To get to the Little League World Series, the Dragons first had to win the state tournament, held at Skippack. "There were no African American kids on any other team except ours," Rice said. But he said the Dragons had become accustomed to hearing whispers about "that city team" when they played at suburban ball fields. It didn't rattle them.
The Dragons came from behind to beat Collier Township for the state championship. Then it was on to Bristol, Conn., where they beat a Delaware team to win the Mid-Atlantic Region championship and advance to the World Series. There, they made it to the semifinals but lost a heartbreaker to Jackie Robinson West of Chicago, another largely black team that was later stripped of its victories for using ineligible players.
It almost didn't matter that the Dragons didn't win the World Series. "We came back to town and saw how many people showed up to celebrate and follow us. It was amazing," said Rice. "The best part about our success was seeing what it meant not just to our team and families, but what it meant to Philadelphia."
Rice is the 11th recipient of The Inquirer's Citizen of the Year award. Last year's was Dorothy Johnson-Speight, who was cited for her work as executive director of the antiviolence organization Mothers in Charge. The 2012 recipient was Steveanna Wynn, who runs the SHARE program supplying food for 500 neighborhood pantries.

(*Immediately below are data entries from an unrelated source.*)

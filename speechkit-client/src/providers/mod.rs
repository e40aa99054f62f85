pub mod mock;
pub mod speechkit;

pub use mock::MockProvider;
pub use speechkit::SpeechKitProvider;
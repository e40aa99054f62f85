//! Merging synthesized fragments with FFmpeg.
//!
//! Fragments are concatenated with the concat demuxer and re-encoded in
//! one pass into the requested container.

use anyhow::{Context, Result, bail};
use std::path::{Path, PathBuf};
use std::process::Command;
use tempfile::TempDir;

/// Supported output containers.
#[derive(Debug, Clone, Copy, PartialEq, Eq)]
pub enum OutputFormat {
    Wav,
    Mp3,
    Ogg,
}

impl OutputFormat {
    pub fn parse(s: &str) -> Option<Self> {
        match s.to_lowercase().as_str() {
            "wav" => Some(Self::Wav),
            "mp3" => Some(Self::Mp3),
            "ogg" => Some(Self::Ogg),
            _ => None,
        }
    }

    pub fn extension(&self) -> &'static str {
        match self {
            Self::Wav => "wav",
            Self::Mp3 => "mp3",
            Self::Ogg => "ogg",
        }
    }

    /// FFmpeg encoder arguments for this container.
    fn encode_args(&self) -> &'static [&'static str] {
        match self {
            Self::Wav => &["-c:a", "pcm_s16le"],
            Self::Mp3 => &["-c:a", "libmp3lame", "-b:a", "192k"],
            Self::Ogg => &["-c:a", "libvorbis", "-q:a", "4"],
        }
    }
}

/// Build the concat demuxer file list, escaping single quotes in paths.
fn concat_list_content(inputs: &[PathBuf]) -> String {
    let mut content = String::new();
    for path in inputs {
        let escaped = path.to_string_lossy().replace('\'', "'\\''");
        content.push_str(&format!("file '{escaped}'\n"));
    }
    content
}

/// Concatenate the ordered `inputs` and encode the result as `format`.
pub fn merge_and_convert(inputs: &[PathBuf], output_path: &Path, format: OutputFormat) -> Result<PathBuf> {
    if inputs.is_empty() {
        bail!("no audio fragments to merge");
    }

    let scratch = TempDir::new().context("Failed to create scratch directory")?;
    let list_file = scratch.path().join("concat_list.txt");
    std::fs::write(&list_file, concat_list_content(inputs))
        .context("Failed to write concat list")?;

    log::debug!(
        "merging {} fragment(s) into {}",
        inputs.len(),
        output_path.display()
    );

    let output = Command::new("ffmpeg")
        .args(["-y", "-f", "concat", "-safe", "0", "-i"])
        .arg(&list_file)
        .args(format.encode_args())
        .arg(output_path)
        .output()
        .context("Failed to run ffmpeg (is it installed?)")?;

    if !output.status.success() {
        let stderr = String::from_utf8_lossy(&output.stderr);
        bail!("ffmpeg concat failed: {}", stderr.trim());
    }

    Ok(output_path.to_path_buf())
}

/// Duration of an audio file in seconds, via ffprobe.
pub fn audio_duration_secs(path: &Path) -> Result<f64> {
    let output = Command::new("ffprobe")
        .args([
            "-v", "quiet",
            "-show_entries", "format=duration",
            "-of", "csv=p=0",
        ])
        .arg(path)
        .output()
        .context("Failed to run ffprobe")?;

    if !output.status.success() {
        bail!("ffprobe failed on {}", path.display());
    }

    let stdout = String::from_utf8_lossy(&output.stdout);
    stdout
        .trim()
        .parse::<f64>()
        .with_context(|| format!("unexpected ffprobe output: {stdout:?}"))
}

#[cfg(test)]
mod tests {
    use super::*;

    #[test]
    fn test_concat_list_one_line_per_fragment() {
        let inputs = vec![
            PathBuf::from("/tmp/chunk_0000.ogg"),
            PathBuf::from("/tmp/chunk_0001.ogg"),
        ];
        assert_eq!(
            concat_list_content(&inputs),
            "file '/tmp/chunk_0000.ogg'\nfile '/tmp/chunk_0001.ogg'\n"
        );
    }

    #[test]
    fn test_concat_list_escapes_single_quotes() {
        let inputs = vec![PathBuf::from("/tmp/it's here.ogg")];
        assert_eq!(
            concat_list_content(&inputs),
            "file '/tmp/it'\\''s here.ogg'\n"
        );
    }

    #[test]
    fn test_format_parsing() {
        assert_eq!(OutputFormat::parse("wav"), Some(OutputFormat::Wav));
        assert_eq!(OutputFormat::parse("MP3"), Some(OutputFormat::Mp3));
        assert_eq!(OutputFormat::parse("Ogg"), Some(OutputFormat::Ogg));
        assert_eq!(OutputFormat::parse("flac"), None);
    }

    #[test]
    fn test_encoder_args_match_container() {
        assert!(OutputFormat::Wav.encode_args().contains(&"pcm_s16le"));
        assert!(OutputFormat::Mp3.encode_args().contains(&"libmp3lame"));
        assert!(OutputFormat::Ogg.encode_args().contains(&"libvorbis"));
    }

    #[test]
    fn test_merge_rejects_empty_input() {
        let err = merge_and_convert(&[], Path::new("/tmp/out.wav"), OutputFormat::Wav).unwrap_err();
        assert!(err.to_string().contains("no audio fragments"));
    }
}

Rice said he was honored to be named Citizen of the Year but wanted to share the award with the 12 families who sacrificed so much so their children could be on the team. He also wanted to thank his assistant coaches, Leland Lott and Reggie Cummings, and all the people who donated money so the Dragons could travel to the state, regional, and national tournaments.
But the Taney families say it's Rice who deserves thanks. They credit his kindness and calm demeanor on and off the field with keeping the Dragons focused and an entire city inspired.